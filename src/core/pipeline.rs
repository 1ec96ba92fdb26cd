//! Stage pipeline definitions.
//!
//! The pipeline is the fixed, ordered list of stages a task moves through.
//! Each stage names the subtasks its teams run and what each subtask needs
//! from earlier work.

use crate::error::{Error, Result};
use serde::{Deserialize, Serialize};
use std::collections::HashSet;

/// Default stage order for a task.
pub const DEFAULT_STAGES: [&str; 4] = ["research", "analysis", "writing", "rating"];

/// One unit of work inside a stage, dispatched to a single delegate.
#[derive(Debug, Clone, PartialEq, Eq, Serialize, Deserialize)]
pub struct SubtaskSpec {
    /// Unique across the whole pipeline; results are keyed by this name.
    pub name: String,
    /// Delegate (team or worker) that runs this subtask.
    pub delegate: String,
    /// Subtasks whose results must exist before this one may run.
    #[serde(default)]
    pub depends_on: Vec<String>,
}

impl SubtaskSpec {
    pub fn new(name: &str, delegate: &str) -> Self {
        Self {
            name: name.to_string(),
            delegate: delegate.to_string(),
            depends_on: Vec::new(),
        }
    }

    pub fn after(mut self, dependency: &str) -> Self {
        self.depends_on.push(dependency.to_string());
        self
    }
}

/// A sequential phase of the pipeline.
#[derive(Debug, Clone, PartialEq, Eq, Serialize, Deserialize)]
pub struct StageSpec {
    pub name: String,
    pub subtasks: Vec<SubtaskSpec>,
}

impl StageSpec {
    pub fn new(name: &str, subtasks: Vec<SubtaskSpec>) -> Self {
        Self {
            name: name.to_string(),
            subtasks,
        }
    }

    pub fn subtask(&self, name: &str) -> Option<&SubtaskSpec> {
        self.subtasks.iter().find(|s| s.name == name)
    }
}

/// Ordered stage pipeline carried by every task.
#[derive(Debug, Clone, PartialEq, Eq, Serialize, Deserialize)]
pub struct Pipeline {
    pub stages: Vec<StageSpec>,
}

impl Pipeline {
    pub fn new(stages: Vec<StageSpec>) -> Self {
        Self { stages }
    }

    /// A single-stage pipeline with one subtask, handy for small jobs.
    pub fn single(stage: &str, delegate: &str) -> Self {
        Self::new(vec![StageSpec::new(
            stage,
            vec![SubtaskSpec::new(stage, delegate)],
        )])
    }

    pub fn stage_index(&self, name: &str) -> Option<usize> {
        self.stages.iter().position(|s| s.name == name)
    }

    /// Find a subtask anywhere in the pipeline with its stage index.
    pub fn locate(&self, subtask: &str) -> Option<(usize, &SubtaskSpec)> {
        self.stages.iter().enumerate().find_map(|(i, stage)| {
            stage.subtask(subtask).map(|spec| (i, spec))
        })
    }

    /// Every delegate name referenced by the pipeline, deduplicated in order.
    pub fn delegates(&self) -> Vec<String> {
        let mut seen = HashSet::new();
        self.stages
            .iter()
            .flat_map(|s| s.subtasks.iter())
            .filter(|s| seen.insert(s.delegate.clone()))
            .map(|s| s.delegate.clone())
            .collect()
    }

    /// Structural validation performed when a task is accepted.
    ///
    /// Dependency satisfiability is the analyzer's concern; this only rejects
    /// pipelines that can never be meaningful.
    pub fn validate(&self) -> Result<()> {
        if self.stages.is_empty() {
            return Err(Error::Validation("pipeline has no stages".to_string()));
        }

        let mut stage_names = HashSet::new();
        let mut subtask_names = HashSet::new();
        for stage in &self.stages {
            if !stage_names.insert(stage.name.as_str()) {
                return Err(Error::Validation(format!(
                    "duplicate stage name: {}",
                    stage.name
                )));
            }
            if stage.subtasks.is_empty() {
                return Err(Error::Validation(format!(
                    "stage {} has no subtasks",
                    stage.name
                )));
            }
            for subtask in &stage.subtasks {
                if !subtask_names.insert(subtask.name.as_str()) {
                    return Err(Error::Validation(format!(
                        "duplicate subtask name: {}",
                        subtask.name
                    )));
                }
                if subtask.delegate.trim().is_empty() {
                    return Err(Error::Validation(format!(
                        "subtask {} has no delegate",
                        subtask.name
                    )));
                }
            }
        }
        Ok(())
    }
}

impl Default for Pipeline {
    /// research -> analysis -> writing -> rating, one team per stage, each
    /// stage consuming the previous stage's output.
    fn default() -> Self {
        let mut stages = Vec::with_capacity(DEFAULT_STAGES.len());
        let mut previous: Option<&str> = None;
        for name in DEFAULT_STAGES {
            let mut subtask = SubtaskSpec::new(name, &format!("{}_team", name));
            if let Some(prev) = previous {
                subtask = subtask.after(prev);
            }
            stages.push(StageSpec::new(name, vec![subtask]));
            previous = Some(name);
        }
        Self { stages }
    }
}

═══

All lines that contain the word "serde" must be copied from the records above.

use serde::{Deserialize, Serialize};
    #[serde(default)]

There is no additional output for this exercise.